Playland’s Castaway Cove and Jay Gillian’s Wonderland Pier. It also marks the opening of an uninterrupted season of special events that stretches throughout the year. This long-running Doo Dah Parade is held every April and features marching bands, floats, and a brigade of more than 500 basset hounds. You know, those ungainly low-to-the-ground dogs with floppy ears. At the conclusion of the parade I walked over to Wonderland Pier to see


what’s new this year. Nothing new, so I wandered down to Playland’s Castaway Cove. Their new S&S Gale Force launched coaster was being completely re-tracked, and the surrounding Wild Waves coaster by E&F Miler could not operate because of the construction overhead on Gale Force. But there was a new three-story Gosetto Fun House that had opened late last summer. Called Golden Galleon, I had yet to walk through it. I asked Scott if I could go through. It would be my first ‘ride’ of the year. He escorted me over and watched from outside. Golden Galleon is filled with obstacles, spinning, twisting, dropping and


rolling floors, all sorts of tricks to maneuver through. I’ve loved fun houses all my life, but hadn’t done one in awhile. First challenge was to walk through a rotating barrel. I stumbled a bit, but made it through like a pro. Around the corner, the next element was a three metre floor of closely spaced rollers. I failed to look down, stepped on the rollers, and dropped like a ton of bricks.

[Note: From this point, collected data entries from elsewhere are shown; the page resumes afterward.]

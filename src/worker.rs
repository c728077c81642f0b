//! Background lookups
//!
//! Requests run on a bounded pool of blocking threads. Each finished request
//! is sent back as an `Outcome` over an unbounded channel which the UI
//! thread drains; workers never touch UI state themselves.

use std::sync::Arc;

use async_channel::{Receiver, Sender};
use tokio::runtime::{Builder, Runtime};

use crate::{
    details,
    error::AppResult,
    poster::{self, PosterSource},
    provider::LookupProvider,
    search,
    state::{Outcome, Request},
};

pub struct Worker {
    runtime: Option<Runtime>,
    provider: Arc<dyn LookupProvider>,
    posters: Arc<dyn PosterSource>,
    sender: Sender<Outcome>,
}

impl Worker {
    pub fn new(
        workers: usize,
        provider: Arc<dyn LookupProvider>,
        posters: Arc<dyn PosterSource>,
    ) -> AppResult<(Self, Receiver<Outcome>)> {
        let runtime = Builder::new_multi_thread()
            .worker_threads(1)
            .max_blocking_threads(workers.max(1))
            .thread_name("movie-rating-worker")
            .build()?;

        tracing::info!(workers, provider = provider.name(), "Worker pool started");

        let (sender, receiver) = async_channel::unbounded();
        Ok((
            Self {
                runtime: Some(runtime),
                provider,
                posters,
                sender,
            },
            receiver,
        ))
    }

    /// Queue a request; its outcome arrives on the receiver
    pub fn submit(&self, request: Request) {
        let Some(runtime) = self.runtime.as_ref() else {
            return;
        };

        let provider = self.provider.clone();
        let posters = self.posters.clone();
        let sender = self.sender.clone();
        runtime.spawn_blocking(move || {
            let outcome = perform(request, provider.as_ref(), posters.as_ref());
            if sender.send_blocking(outcome).is_err() {
                tracing::debug!("Outcome receiver closed; dropping result");
            }
        });
    }
}

impl Drop for Worker {
    fn drop(&mut self) {
        // In-flight lookups must not hold up process exit
        if let Some(runtime) = self.runtime.take() {
            runtime.shutdown_background();
        }
    }
}

/// Run one request to completion on the current thread
pub fn perform(
    request: Request,
    provider: &dyn LookupProvider,
    posters: &dyn PosterSource,
) -> Outcome {
    tracing::trace!(kind = ?request.kind(), "Performing request");
    match request {
        Request::Search { generation, title } => Outcome::Search {
            generation,
            result: search::run(provider, &title),
        },
        Request::Details { generation, id } => Outcome::Details {
            generation,
            result: details::run(provider, &id),
        },
        Request::Random { generation, id } => Outcome::Random {
            generation,
            result: details::run(provider, &id),
        },
        Request::Poster { generation, url } => Outcome::Poster {
            generation,
            image: poster::fetch(posters, url.as_deref()),
        },
    }
}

I landed on my keester and elbow. But that’s not the worst part. Have you ever tried to stand up when seated on a series of rollers? It’s


impossible. So I scooted my way down the length of the rollers until my feet were on solid ground, pulled myself up, and let the children waiting behind me (who respectfully kept their mouths shut), pass by. Kids would only fall about half as far as I did, so probably thought nothing of it. Now I would watch where I was going. I plowed through several obstacle courses, over dropping and twisting floors, up and down two flights of stairs, and finally exited. I told Scott what happened and he was soooo sympathetic. He suggested I should stick to riding roller coasters where, being restrained, I would be safe. The next day I visited the Catanoso brothers’ Steel Pier in Atlantic City,


19km to the northeast. Here I rode their towering new 69 metre tall Wheel by Technical Park. From the top was a spectacular view of the Atlantic City shoreline. I’m pleased to report I exited the ride without a scratch.